About this task ::
Could you write the entries out again, exactly as they are?

Records from a data collection
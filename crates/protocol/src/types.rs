use serde::{Deserialize, Serialize};
use serde_json::{Map, Value};

/// Raw status record as returned by `LISTSTATUS` and `GETFILESTATUS`.
///
/// Fields the client does not model are kept in `extra` so that a listing
/// can be round-tripped without losing server-provided attributes.
#[derive(Debug, Clone, PartialEq, Serialize, Deserialize)]
#[serde(rename_all = "camelCase")]
pub struct FileStatus {
    #[serde(default)]
    pub path_suffix: String,
    #[serde(rename = "type")]
    pub entry_type: String,
    #[serde(default)]
    pub length: u64,
    #[serde(default, skip_serializing_if = "String::is_empty")]
    pub permission: String,
    #[serde(default, skip_serializing_if = "String::is_empty")]
    pub owner: String,
    #[serde(default, skip_serializing_if = "String::is_empty")]
    pub group: String,
    #[serde(default)]
    pub access_time: i64,
    #[serde(default)]
    pub modification_time: i64,
    #[serde(default)]
    pub block_size: u64,
    #[serde(default)]
    pub replication: u32,
    #[serde(default, skip_serializing_if = "std::ops::Not::not")]
    pub acl_bit: bool,
    #[serde(default, skip_serializing_if = "Option::is_none")]
    pub ms_expiration_time: Option<i64>,
    #[serde(flatten)]
    pub extra: Map<String, Value>,
}

impl FileStatus {
    pub fn file(path_suffix: impl Into<String>, length: u64) -> Self {
        Self::with_type(path_suffix, "FILE", length)
    }

    pub fn directory(path_suffix: impl Into<String>) -> Self {
        Self::with_type(path_suffix, "DIRECTORY", 0)
    }

    fn with_type(path_suffix: impl Into<String>, entry_type: &str, length: u64) -> Self {
        Self {
            path_suffix: path_suffix.into(),
            entry_type: entry_type.to_string(),
            length,
            permission: String::new(),
            owner: String::new(),
            group: String::new(),
            access_time: 0,
            modification_time: 0,
            block_size: 0,
            replication: 0,
            acl_bit: false,
            ms_expiration_time: None,
            extra: Map::new(),
        }
    }
}

/// One page of a directory listing.
#[derive(Debug, Clone, PartialEq, Default, Serialize, Deserialize)]
#[serde(rename_all = "camelCase")]
pub struct FileStatuses {
    #[serde(rename = "FileStatus", default)]
    pub file_status: Vec<FileStatus>,
    /// Name to pass as `listAfter` for the next page; empty when done.
    #[serde(default, skip_serializing_if = "String::is_empty")]
    pub continuation_token: String,
}

/// Body of a `LISTSTATUS` response.
#[derive(Debug, Clone, PartialEq, Default, Serialize, Deserialize)]
pub struct ListStatusResponse {
    #[serde(rename = "FileStatuses")]
    pub file_statuses: FileStatuses,
}

/// Body of a `GETFILESTATUS` response.
#[derive(Debug, Clone, PartialEq, Serialize, Deserialize)]
pub struct FileStatusResponse {
    #[serde(rename = "FileStatus")]
    pub file_status: FileStatus,
}

/// ACL state of a single path.
#[derive(Debug, Clone, PartialEq, Default, Serialize, Deserialize)]
#[serde(rename_all = "camelCase")]
pub struct AclStatus {
    #[serde(default)]
    pub entries: Vec<String>,
    #[serde(default)]
    pub owner: String,
    #[serde(default)]
    pub group: String,
    #[serde(default, skip_serializing_if = "String::is_empty")]
    pub permission: String,
    #[serde(default)]
    pub sticky_bit: bool,
}

/// Body of a `MSGETACLSTATUS` response.
#[derive(Debug, Clone, PartialEq, Default, Serialize, Deserialize)]
pub struct AclStatusResponse {
    #[serde(rename = "AclStatus")]
    pub acl_status: AclStatus,
}

/// Server-side exception detail carried in error bodies.
#[derive(Debug, Clone, PartialEq, Default, Serialize, Deserialize)]
#[serde(rename_all = "camelCase")]
pub struct RemoteException {
    #[serde(default)]
    pub exception: String,
    #[serde(default)]
    pub message: String,
    #[serde(default, skip_serializing_if = "String::is_empty")]
    pub java_class_name: String,
}

impl RemoteException {
    pub fn is_bad_offset(&self) -> bool {
        self.exception == "BadOffsetException"
    }
}

#[derive(Debug, Clone, PartialEq, Default, Serialize, Deserialize)]
pub struct RemoteExceptionResponse {
    #[serde(rename = "RemoteException")]
    pub remote_exception: RemoteException,
}

/// `{"boolean": ...}` reply used by mutating operations.
#[derive(Debug, Clone, Copy, PartialEq, Eq, Serialize, Deserialize)]
pub struct BooleanResponse {
    pub boolean: bool,
}

/// Request body of `MSCONCAT`: absolute source paths in merge order.
#[derive(Debug, Clone, PartialEq, Eq, Default, Serialize, Deserialize)]
pub struct ConcatSources {
    pub sources: Vec<String>,
}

Exercise solution ::
filename crates/protocol/src/types.rs
use serde::{Deserialize, Serialize};
use serde_json::{Map, Value};

/// Raw status record as returned by `LISTSTATUS` and `GETFILESTATUS`.
///
/// Fields the client does not model are kept in `extra` so that a listing
/// can be round-tripped without losing server-provided attributes.
#[derive(Debug, Clone, PartialEq, Serialize, Deserialize)]
#[serde(rename_all = "camelCase")]
pub struct FileStatus {
    #[serde(default)]
    pub path_suffix: String,
    #[serde(rename = "type")]
    pub entry_type: String,
    #[serde(default)]
    pub length: u64,
    #[serde(default, skip_serializing_if = "String::is_empty")]
    pub permission: String,
    #[serde(default, skip_serializing_if = "String::is_empty")]
    pub owner: String,
    #[serde(default, skip_serializing_if = "String::is_empty")]
    pub group: String,
    #[serde(default)]
    pub access_time: i64,
    #[serde(default)]
    pub modification_time: i64,
    #[serde(default)]
    pub block_size: u64,
    #[serde(default)]
    pub replication: u32,
    #[serde(default, skip_serializing_if = "std::ops::Not::not")]
    pub acl_bit: bool,
    #[serde(default, skip_serializing_if = "Option::is_none")]
    pub ms_expiration_time: Option<i64>,
    #[serde(flatten)]
    pub extra: Map<String, Value>,
}

impl FileStatus {
    pub fn file(path_suffix: impl Into<String>, length: u64) -> Self {
        Self::with_type(path_suffix, "FILE", length)
    }

    pub fn directory(path_suffix: impl Into<String>) -> Self {
        Self::with_type(path_suffix, "DIRECTORY", 0)
    }

    fn with_type(path_suffix: impl Into<String>, entry_type: &str, length: u64) -> Self {
        Self {
            path_suffix: path_suffix.into(),
            entry_type: entry_type.to_string(),
            length,
            permission: String::new(),
            owner: String::new(),
            group: String::new(),
            access_time: 0,
            modification_time: 0,
            block_size: 0,
            replication: 0,
            acl_bit: false,
            ms_expiration_time: None,
            extra: Map::new(),
        }
    }
}

/// One page of a directory listing.
#[derive(Debug, Clone, PartialEq, Default, Serialize, Deserialize)]
#[serde(rename_all = "camelCase")]
pub struct FileStatuses {
    #[serde(rename = "FileStatus", default)]
    pub file_status: Vec<FileStatus>,
    /// Name to pass as `listAfter` for the next page; empty when done.
    #[serde(default, skip_serializing_if = "String::is_empty")]
    pub continuation_token: String,
}

/// Body of a `LISTSTATUS` response.
#[derive(Debug, Clone, PartialEq, Default, Serialize, Deserialize)]
pub struct ListStatusResponse {
    #[serde(rename = "FileStatuses")]
    pub file_statuses: FileStatuses,
}

/// Body of a `GETFILESTATUS` response.
#[derive(Debug, Clone, PartialEq, Serialize, Deserialize)]
pub struct FileStatusResponse {
    #[serde(rename = "FileStatus")]
    pub file_status: FileStatus,
}

/// ACL state of a single path.
#[derive(Debug, Clone, PartialEq, Default, Serialize, Deserialize)]
#[serde(rename_all = "camelCase")]
pub struct AclStatus {
    #[serde(default)]
    pub entries: Vec<String>,
    #[serde(default)]
    pub owner: String,
    #[serde(default)]
    pub group: String,
    #[serde(default, skip_serializing_if = "String::is_empty")]
    pub permission: String,
    #[serde(default)]
    pub sticky_bit: bool,
}

/// Body of a `MSGETACLSTATUS` response.
#[derive(Debug, Clone, PartialEq, Default, Serialize, Deserialize)]
pub struct AclStatusResponse {
    #[serde(rename = "AclStatus")]
    pub acl_status: AclStatus,
}

/// Server-side exception detail carried in error bodies.
#[derive(Debug, Clone, PartialEq, Default, Serialize, Deserialize)]
#[serde(rename_all = "camelCase")]
pub struct RemoteException {
    #[serde(default)]
    pub exception: String,
    #[serde(default)]
    pub message: String,
    #[serde(default, skip_serializing_if = "String::is_empty")]
    pub java_class_name: String,
}

impl RemoteException {
    pub fn is_bad_offset(&self) -> bool {
        self.exception == "BadOffsetException"
    }
}

#[derive(Debug, Clone, PartialEq, Default, Serialize, Deserialize)]
pub struct RemoteExceptionResponse {
    #[serde(rename = "RemoteException")]
    pub remote_exception: RemoteException,
}

/// `{"boolean": ...}` reply used by mutating operations.
#[derive(Debug, Clone, Copy, PartialEq, Eq, Serialize, Deserialize)]
pub struct BooleanResponse {
    pub boolean: bool,
}

/// Request body of `MSCONCAT`: absolute source paths in merge order.
#[derive(Debug, Clone, PartialEq, Eq, Default, Serialize, Deserialize)]
pub struct ConcatSources {
    pub sources: Vec<String>,
}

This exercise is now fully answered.